Exercise:
Check each line below for the word "body", and copy those that have it.
============================================================
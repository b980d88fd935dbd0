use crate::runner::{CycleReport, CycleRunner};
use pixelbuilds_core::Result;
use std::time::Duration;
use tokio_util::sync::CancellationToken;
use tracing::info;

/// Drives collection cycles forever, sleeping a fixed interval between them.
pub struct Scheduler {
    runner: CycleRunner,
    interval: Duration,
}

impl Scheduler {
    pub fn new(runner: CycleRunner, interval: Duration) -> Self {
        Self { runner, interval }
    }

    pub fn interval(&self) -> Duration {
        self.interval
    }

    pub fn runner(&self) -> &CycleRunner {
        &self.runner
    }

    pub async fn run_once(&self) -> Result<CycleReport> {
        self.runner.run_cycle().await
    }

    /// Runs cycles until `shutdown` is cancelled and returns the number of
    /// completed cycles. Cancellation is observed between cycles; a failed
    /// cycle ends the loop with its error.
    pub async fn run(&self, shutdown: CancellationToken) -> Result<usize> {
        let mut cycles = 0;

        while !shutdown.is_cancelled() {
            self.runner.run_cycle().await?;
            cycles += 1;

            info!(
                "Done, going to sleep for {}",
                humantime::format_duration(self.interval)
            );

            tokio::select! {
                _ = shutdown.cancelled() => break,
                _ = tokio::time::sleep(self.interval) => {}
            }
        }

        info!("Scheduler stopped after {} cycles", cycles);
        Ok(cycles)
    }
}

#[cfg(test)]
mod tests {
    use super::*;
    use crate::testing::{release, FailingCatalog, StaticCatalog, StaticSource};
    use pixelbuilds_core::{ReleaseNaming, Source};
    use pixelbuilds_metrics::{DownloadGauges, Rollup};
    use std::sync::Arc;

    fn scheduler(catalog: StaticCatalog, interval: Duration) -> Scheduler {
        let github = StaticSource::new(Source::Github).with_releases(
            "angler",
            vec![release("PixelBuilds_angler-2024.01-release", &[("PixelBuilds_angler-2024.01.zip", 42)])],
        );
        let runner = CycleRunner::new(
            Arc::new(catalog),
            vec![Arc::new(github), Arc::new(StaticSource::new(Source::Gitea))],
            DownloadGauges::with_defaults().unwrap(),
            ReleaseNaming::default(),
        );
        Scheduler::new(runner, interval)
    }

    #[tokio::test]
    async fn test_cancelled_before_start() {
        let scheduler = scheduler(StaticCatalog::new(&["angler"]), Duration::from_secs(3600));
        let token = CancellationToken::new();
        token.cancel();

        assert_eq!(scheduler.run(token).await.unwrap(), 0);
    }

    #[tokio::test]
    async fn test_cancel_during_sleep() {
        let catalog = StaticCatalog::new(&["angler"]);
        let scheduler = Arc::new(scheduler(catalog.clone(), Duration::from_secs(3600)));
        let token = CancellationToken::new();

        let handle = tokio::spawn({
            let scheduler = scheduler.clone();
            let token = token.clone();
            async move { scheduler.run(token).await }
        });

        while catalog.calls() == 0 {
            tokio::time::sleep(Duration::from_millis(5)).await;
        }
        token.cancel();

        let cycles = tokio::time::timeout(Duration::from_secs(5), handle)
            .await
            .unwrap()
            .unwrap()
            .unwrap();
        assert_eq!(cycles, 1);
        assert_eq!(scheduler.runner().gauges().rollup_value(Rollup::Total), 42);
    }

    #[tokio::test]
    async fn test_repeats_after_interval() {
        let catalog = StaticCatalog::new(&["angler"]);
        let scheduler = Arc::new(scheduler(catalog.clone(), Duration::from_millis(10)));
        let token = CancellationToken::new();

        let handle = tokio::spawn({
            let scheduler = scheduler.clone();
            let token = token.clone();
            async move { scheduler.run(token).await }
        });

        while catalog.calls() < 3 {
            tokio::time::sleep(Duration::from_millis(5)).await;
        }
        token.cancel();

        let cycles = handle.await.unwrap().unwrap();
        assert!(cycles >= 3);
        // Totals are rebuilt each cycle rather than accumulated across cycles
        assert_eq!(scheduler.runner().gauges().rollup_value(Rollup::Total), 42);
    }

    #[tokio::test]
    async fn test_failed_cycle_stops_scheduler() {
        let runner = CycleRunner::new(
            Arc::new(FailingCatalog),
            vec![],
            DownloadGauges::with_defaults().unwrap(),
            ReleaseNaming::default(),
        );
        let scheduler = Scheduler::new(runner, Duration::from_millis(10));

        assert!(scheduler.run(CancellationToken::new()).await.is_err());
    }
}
============================================================
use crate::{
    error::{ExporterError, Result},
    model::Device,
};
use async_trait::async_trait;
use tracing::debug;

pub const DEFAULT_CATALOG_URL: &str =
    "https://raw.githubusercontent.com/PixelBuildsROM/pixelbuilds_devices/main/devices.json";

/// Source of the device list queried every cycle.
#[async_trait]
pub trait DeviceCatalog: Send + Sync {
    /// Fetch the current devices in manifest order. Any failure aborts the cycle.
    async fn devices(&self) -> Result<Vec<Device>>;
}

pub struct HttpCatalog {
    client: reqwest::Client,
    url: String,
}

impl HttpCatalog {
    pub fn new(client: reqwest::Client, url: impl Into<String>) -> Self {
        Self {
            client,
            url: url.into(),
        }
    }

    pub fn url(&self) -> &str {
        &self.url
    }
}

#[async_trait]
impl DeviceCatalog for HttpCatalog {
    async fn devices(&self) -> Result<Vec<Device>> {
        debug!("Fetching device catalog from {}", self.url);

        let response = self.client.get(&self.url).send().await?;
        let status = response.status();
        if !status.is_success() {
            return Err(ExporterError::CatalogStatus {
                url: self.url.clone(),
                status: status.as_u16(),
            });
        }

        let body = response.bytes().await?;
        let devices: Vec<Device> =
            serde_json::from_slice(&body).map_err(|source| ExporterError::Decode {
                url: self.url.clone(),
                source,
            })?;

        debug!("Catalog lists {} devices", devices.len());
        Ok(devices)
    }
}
============================================================
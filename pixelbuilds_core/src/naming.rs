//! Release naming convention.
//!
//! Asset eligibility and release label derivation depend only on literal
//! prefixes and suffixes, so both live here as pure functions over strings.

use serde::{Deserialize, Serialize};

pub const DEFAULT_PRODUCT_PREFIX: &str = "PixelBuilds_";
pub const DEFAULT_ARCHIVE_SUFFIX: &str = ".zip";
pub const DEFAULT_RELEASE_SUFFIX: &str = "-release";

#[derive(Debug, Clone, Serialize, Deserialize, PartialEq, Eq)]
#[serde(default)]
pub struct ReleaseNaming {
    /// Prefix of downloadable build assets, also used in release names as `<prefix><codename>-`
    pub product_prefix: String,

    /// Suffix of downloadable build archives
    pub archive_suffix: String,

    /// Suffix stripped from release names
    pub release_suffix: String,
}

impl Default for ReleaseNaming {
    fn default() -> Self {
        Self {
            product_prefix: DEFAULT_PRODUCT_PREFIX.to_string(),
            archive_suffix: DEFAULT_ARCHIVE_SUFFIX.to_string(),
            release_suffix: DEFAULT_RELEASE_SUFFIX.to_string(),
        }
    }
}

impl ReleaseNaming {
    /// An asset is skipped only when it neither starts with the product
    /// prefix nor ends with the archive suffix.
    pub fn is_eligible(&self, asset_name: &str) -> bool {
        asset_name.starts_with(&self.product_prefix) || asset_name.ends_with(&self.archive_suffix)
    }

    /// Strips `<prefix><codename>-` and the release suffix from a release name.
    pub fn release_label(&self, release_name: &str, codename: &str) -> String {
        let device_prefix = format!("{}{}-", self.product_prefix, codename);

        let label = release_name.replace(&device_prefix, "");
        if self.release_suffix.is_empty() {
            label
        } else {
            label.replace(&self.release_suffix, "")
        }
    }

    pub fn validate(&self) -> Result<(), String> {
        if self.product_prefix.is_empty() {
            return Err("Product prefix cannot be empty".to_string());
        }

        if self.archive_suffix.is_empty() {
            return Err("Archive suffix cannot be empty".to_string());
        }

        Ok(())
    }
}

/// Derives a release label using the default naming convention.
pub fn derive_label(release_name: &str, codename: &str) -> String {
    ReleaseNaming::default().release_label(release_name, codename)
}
============================================================
Completed task:
        let body = response.bytes().await?;
            serde_json::from_slice(&body).map_err(|source| ExporterError::Decode {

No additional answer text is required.